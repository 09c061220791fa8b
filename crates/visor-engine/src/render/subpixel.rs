//! Sub-pixel sprite rasterization.
//!
//! Sprites land on fractional coordinates. Each source pixel is
//! premultiplied by alpha and distributed over the four destination
//! cells it overlaps, accumulated in an expanded `(h+1)×(w+1)` float
//! buffer. Destination pixels whose accumulated alpha clears the write
//! threshold get the un-premultiplied color; the rest stay untouched.
//! The result is hard edges with interpolated interior color.

use crate::render::frame::Frame;

/// Accumulated alpha must exceed this to produce an opaque write.
pub const ALPHA_WRITE_THRESHOLD: f32 = 0.5;

/// Draw an RGBA bitmap (`w`×`h`, row-major) onto the frame at fractional
/// `(x, y)`. Out-of-bounds regions are clipped.
pub fn draw_subpixel_sprite(frame: &mut Frame, data: &[u8], w: usize, h: usize, x: f32, y: f32) {
    debug_assert_eq!(data.len(), w * h * 4);
    if w == 0 || h == 0 {
        return;
    }

    let x_int = x.floor() as i64;
    let y_int = y.floor() as i64;
    let fx = x - x.floor();
    let fy = y - y.floor();

    let w00 = (1.0 - fx) * (1.0 - fy);
    let w10 = fx * (1.0 - fy);
    let w01 = (1.0 - fx) * fy;
    let w11 = fx * fy;

    // Premultiplied accumulation buffer, one cell larger on each axis.
    let ew = w + 1;
    let eh = h + 1;
    let mut expanded = vec![[0.0f32; 4]; ew * eh];

    for sy in 0..h {
        for sx in 0..w {
            let i = (sy * w + sx) * 4;
            let a = f32::from(data[i + 3]);
            let an = a / 255.0;
            let px = [
                f32::from(data[i]) * an,
                f32::from(data[i + 1]) * an,
                f32::from(data[i + 2]) * an,
                a,
            ];
            for (weight, dx, dy) in [(w00, 0, 0), (w10, 1, 0), (w01, 0, 1), (w11, 1, 1)] {
                if weight == 0.0 {
                    continue;
                }
                let cell = &mut expanded[(sy + dy) * ew + sx + dx];
                for c in 0..4 {
                    cell[c] += px[c] * weight;
                }
            }
        }
    }

    let fw = frame.width() as i64;
    let fh = frame.height() as i64;
    let dst_x_start = x_int.max(0);
    let dst_y_start = y_int.max(0);
    let dst_x_end = (x_int + ew as i64).min(fw);
    let dst_y_end = (y_int + eh as i64).min(fh);
    if dst_x_start >= dst_x_end || dst_y_start >= dst_y_end {
        return;
    }

    for dy in dst_y_start..dst_y_end {
        for dx in dst_x_start..dst_x_end {
            let ex = (dx - x_int) as usize;
            let ey = (dy - y_int) as usize;
            let cell = expanded[ey * ew + ex];
            let alpha = cell[3] / 255.0;
            if alpha <= ALPHA_WRITE_THRESHOLD {
                continue;
            }
            let safe_alpha = alpha.max(1e-6);
            let rgb = [
                (cell[0] / safe_alpha).clamp(0.0, 255.0) as u8,
                (cell[1] / safe_alpha).clamp(0.0, 255.0) as u8,
                (cell[2] / safe_alpha).clamp(0.0, 255.0) as u8,
            ];
            frame.set_pixel(dx as usize, dy as usize, rgb);
        }
    }
}

/// Bilinearly sample an RGB frame at fractional coordinates. Coordinates
/// are clamped just inside the frame, matching the resampling effects.
pub fn bilinear_sample(frame: &Frame, sx: f32, sy: f32) -> [f32; 3] {
    let w = frame.width();
    let h = frame.height();
    let sx = sx.clamp(0.0, w as f32 - 1.001);
    let sy = sy.clamp(0.0, h as f32 - 1.001);

    let x0 = sx as usize;
    let y0 = sy as usize;
    let x1 = (x0 + 1).min(w - 1);
    let y1 = (y0 + 1).min(h - 1);
    let fx = sx - x0 as f32;
    let fy = sy - y0 as f32;

    let p00 = frame.pixel(x0, y0);
    let p01 = frame.pixel(x1, y0);
    let p10 = frame.pixel(x0, y1);
    let p11 = frame.pixel(x1, y1);

    let mut out = [0.0f32; 3];
    for c in 0..3 {
        out[c] = f32::from(p00[c]) * (1.0 - fx) * (1.0 - fy)
            + f32::from(p01[c]) * fx * (1.0 - fy)
            + f32::from(p10[c]) * (1.0 - fx) * fy
            + f32::from(p11[c]) * fx * fy;
    }
    out
}

#[cfg(test)]
mod tests {
    use super::*;

    fn white_1x1() -> Vec<u8> {
        vec![255, 255, 255, 255]
    }

    #[test]
    fn integer_position_writes_one_pixel() {
        let mut frame = Frame::new(2, 2);
        draw_subpixel_sprite(&mut frame, &white_1x1(), 1, 1, 0.0, 0.0);
        assert_eq!(frame.pixel(0, 0), [255, 255, 255]);
        assert_eq!(frame.pixel(1, 0), [0, 0, 0]);
        assert_eq!(frame.pixel(0, 1), [0, 0, 0]);
        assert_eq!(frame.pixel(1, 1), [0, 0, 0]);
    }

    #[test]
    fn half_pixel_position_stays_below_threshold() {
        // Each corner accumulates alpha 0.25, below the 0.5 write
        // threshold, so nothing is written.
        let mut frame = Frame::new(2, 2);
        draw_subpixel_sprite(&mut frame, &white_1x1(), 1, 1, 0.5, 0.5);
        assert!(frame.as_bytes().iter().all(|&b| b == 0));
    }

    #[test]
    fn horizontal_half_shift_splits_below_threshold() {
        let mut frame = Frame::new(3, 1);
        draw_subpixel_sprite(&mut frame, &white_1x1(), 1, 1, 0.5, 0.0);
        // 0.5 alpha in each of two cells: neither exceeds the threshold.
        assert!(frame.as_bytes().iter().all(|&b| b == 0));
    }

    #[test]
    fn interior_pixels_survive_fractional_offset() {
        // A 2x1 white sprite at x=0.25: the middle cell accumulates
        // 0.75 + 0.25 = full alpha and must be written.
        let data = vec![255, 255, 255, 255, 255, 255, 255, 255];
        let mut frame = Frame::new(4, 1);
        draw_subpixel_sprite(&mut frame, &data, 2, 1, 0.25, 0.0);
        assert_eq!(frame.pixel(1, 0), [255, 255, 255]);
    }

    #[test]
    fn clips_offscreen_sprite() {
        let mut frame = Frame::new(2, 2);
        draw_subpixel_sprite(&mut frame, &white_1x1(), 1, 1, -5.0, -5.0);
        draw_subpixel_sprite(&mut frame, &white_1x1(), 1, 1, 10.0, 10.0);
        assert!(frame.as_bytes().iter().all(|&b| b == 0));
    }

    #[test]
    fn bilinear_midpoint_averages() {
        let mut frame = Frame::new(2, 1);
        frame.set_pixel(0, 0, [0, 0, 0]);
        frame.set_pixel(1, 0, [200, 100, 50]);
        let s = bilinear_sample(&frame, 0.5, 0.0);
        assert!((s[0] - 100.0).abs() < 1.0);
        assert!((s[1] - 50.0).abs() < 1.0);
        assert!((s[2] - 25.0).abs() < 1.0);
    }
}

= = = = =

--- Exercise prompt ---
Transcribe the data in full, matching every line exactly.

--- Exercise output ---
repository 09c061220791fa8b
filename crates/visor-engine/src/render/subpixel.rs
//! Sub-pixel sprite rasterization.
//!
//! Sprites land on fractional coordinates. Each source pixel is
//! premultiplied by alpha and distributed over the four destination
//! cells it overlaps, accumulated in an expanded `(h+1)×(w+1)` float
//! buffer. Destination pixels whose accumulated alpha clears the write
//! threshold get the un-premultiplied color; the rest stay untouched.
//! The result is hard edges with interpolated interior color.

use crate::render::frame::Frame;

/// Accumulated alpha must exceed this to produce an opaque write.
pub const ALPHA_WRITE_THRESHOLD: f32 = 0.5;

/// Draw an RGBA bitmap (`w`×`h`, row-major) onto the frame at fractional
/// `(x, y)`. Out-of-bounds regions are clipped.
pub fn draw_subpixel_sprite(frame: &mut Frame, data: &[u8], w: usize, h: usize, x: f32, y: f32) {
    debug_assert_eq!(data.len(), w * h * 4);
    if w == 0 || h == 0 {
        return;
    }

    let x_int = x.floor() as i64;
    let y_int = y.floor() as i64;
    let fx = x - x.floor();
    let fy = y - y.floor();

    let w00 = (1.0 - fx) * (1.0 - fy);
    let w10 = fx * (1.0 - fy);
    let w01 = (1.0 - fx) * fy;
    let w11 = fx * fy;

    // Premultiplied accumulation buffer, one cell larger on each axis.
    let ew = w + 1;
    let eh = h + 1;
    let mut expanded = vec![[0.0f32; 4]; ew * eh];

    for sy in 0..h {
        for sx in 0..w {
            let i = (sy * w + sx) * 4;
            let a = f32::from(data[i + 3]);
            let an = a / 255.0;
            let px = [
                f32::from(data[i]) * an,
                f32::from(data[i + 1]) * an,
                f32::from(data[i + 2]) * an,
                a,
            ];
            for (weight, dx, dy) in [(w00, 0, 0), (w10, 1, 0), (w01, 0, 1), (w11, 1, 1)] {
                if weight == 0.0 {
                    continue;
                }
                let cell = &mut expanded[(sy + dy) * ew + sx + dx];
                for c in 0..4 {
                    cell[c] += px[c] * weight;
                }
            }
        }
    }

    let fw = frame.width() as i64;
    let fh = frame.height() as i64;
    let dst_x_start = x_int.max(0);
    let dst_y_start = y_int.max(0);
    let dst_x_end = (x_int + ew as i64).min(fw);
    let dst_y_end = (y_int + eh as i64).min(fh);
    if dst_x_start >= dst_x_end || dst_y_start >= dst_y_end {
        return;
    }

    for dy in dst_y_start..dst_y_end {
        for dx in dst_x_start..dst_x_end {
            let ex = (dx - x_int) as usize;
            let ey = (dy - y_int) as usize;
            let cell = expanded[ey * ew + ex];
            let alpha = cell[3] / 255.0;
            if alpha <= ALPHA_WRITE_THRESHOLD {
                continue;
            }
            let safe_alpha = alpha.max(1e-6);
            let rgb = [
                (cell[0] / safe_alpha).clamp(0.0, 255.0) as u8,
                (cell[1] / safe_alpha).clamp(0.0, 255.0) as u8,
                (cell[2] / safe_alpha).clamp(0.0, 255.0) as u8,
            ];
            frame.set_pixel(dx as usize, dy as usize, rgb);
        }
    }
}

/// Bilinearly sample an RGB frame at fractional coordinates. Coordinates
/// are clamped just inside the frame, matching the resampling effects.
pub fn bilinear_sample(frame: &Frame, sx: f32, sy: f32) -> [f32; 3] {
    let w = frame.width();
    let h = frame.height();
    let sx = sx.clamp(0.0, w as f32 - 1.001);
    let sy = sy.clamp(0.0, h as f32 - 1.001);

    let x0 = sx as usize;
    let y0 = sy as usize;
    let x1 = (x0 + 1).min(w - 1);
    let y1 = (y0 + 1).min(h - 1);
    let fx = sx - x0 as f32;
    let fy = sy - y0 as f32;

    let p00 = frame.pixel(x0, y0);
    let p01 = frame.pixel(x1, y0);
    let p10 = frame.pixel(x0, y1);
    let p11 = frame.pixel(x1, y1);

    let mut out = [0.0f32; 3];
    for c in 0..3 {
        out[c] = f32::from(p00[c]) * (1.0 - fx) * (1.0 - fy)
            + f32::from(p01[c]) * fx * (1.0 - fy)
            + f32::from(p10[c]) * (1.0 - fx) * fy
            + f32::from(p11[c]) * fx * fy;
    }
    out
}

#[cfg(test)]
mod tests {
    use super::*;

    fn white_1x1() -> Vec<u8> {
        vec![255, 255, 255, 255]
    }

    #[test]
    fn integer_position_writes_one_pixel() {
        let mut frame = Frame::new(2, 2);
        draw_subpixel_sprite(&mut frame, &white_1x1(), 1, 1, 0.0, 0.0);
        assert_eq!(frame.pixel(0, 0), [255, 255, 255]);
        assert_eq!(frame.pixel(1, 0), [0, 0, 0]);
        assert_eq!(frame.pixel(0, 1), [0, 0, 0]);
        assert_eq!(frame.pixel(1, 1), [0, 0, 0]);
    }

    #[test]
    fn half_pixel_position_stays_below_threshold() {
        // Each corner accumulates alpha 0.25, below the 0.5 write
        // threshold, so nothing is written.
        let mut frame = Frame::new(2, 2);
        draw_subpixel_sprite(&mut frame, &white_1x1(), 1, 1, 0.5, 0.5);
        assert!(frame.as_bytes().iter().all(|&b| b == 0));
    }

    #[test]
    fn horizontal_half_shift_splits_below_threshold() {
        let mut frame = Frame::new(3, 1);
        draw_subpixel_sprite(&mut frame, &white_1x1(), 1, 1, 0.5, 0.0);
        // 0.5 alpha in each of two cells: neither exceeds the threshold.
        assert!(frame.as_bytes().iter().all(|&b| b == 0));
    }

    #[test]
    fn interior_pixels_survive_fractional_offset() {
        // A 2x1 white sprite at x=0.25: the middle cell accumulates
        // 0.75 + 0.25 = full alpha and must be written.
        let data = vec![255, 255, 255, 255, 255, 255, 255, 255];
        let mut frame = Frame::new(4, 1);
        draw_subpixel_sprite(&mut frame, &data, 2, 1, 0.25, 0.0);
        assert_eq!(frame.pixel(1, 0), [255, 255, 255]);
    }

    #[test]
    fn clips_offscreen_sprite() {
        let mut frame = Frame::new(2, 2);
        draw_subpixel_sprite(&mut frame, &white_1x1(), 1, 1, -5.0, -5.0);
        draw_subpixel_sprite(&mut frame, &white_1x1(), 1, 1, 10.0, 10.0);
        assert!(frame.as_bytes().iter().all(|&b| b == 0));
    }

    #[test]
    fn bilinear_midpoint_averages() {
        let mut frame = Frame::new(2, 1);
        frame.set_pixel(0, 0, [0, 0, 0]);
        frame.set_pixel(1, 0, [200, 100, 50]);
        let s = bilinear_sample(&frame, 0.5, 0.0);
        assert!((s[0] - 100.0).abs() < 1.0);
        assert!((s[1] - 50.0).abs() < 1.0);
        assert!((s[2] - 25.0).abs() < 1.0);
    }
}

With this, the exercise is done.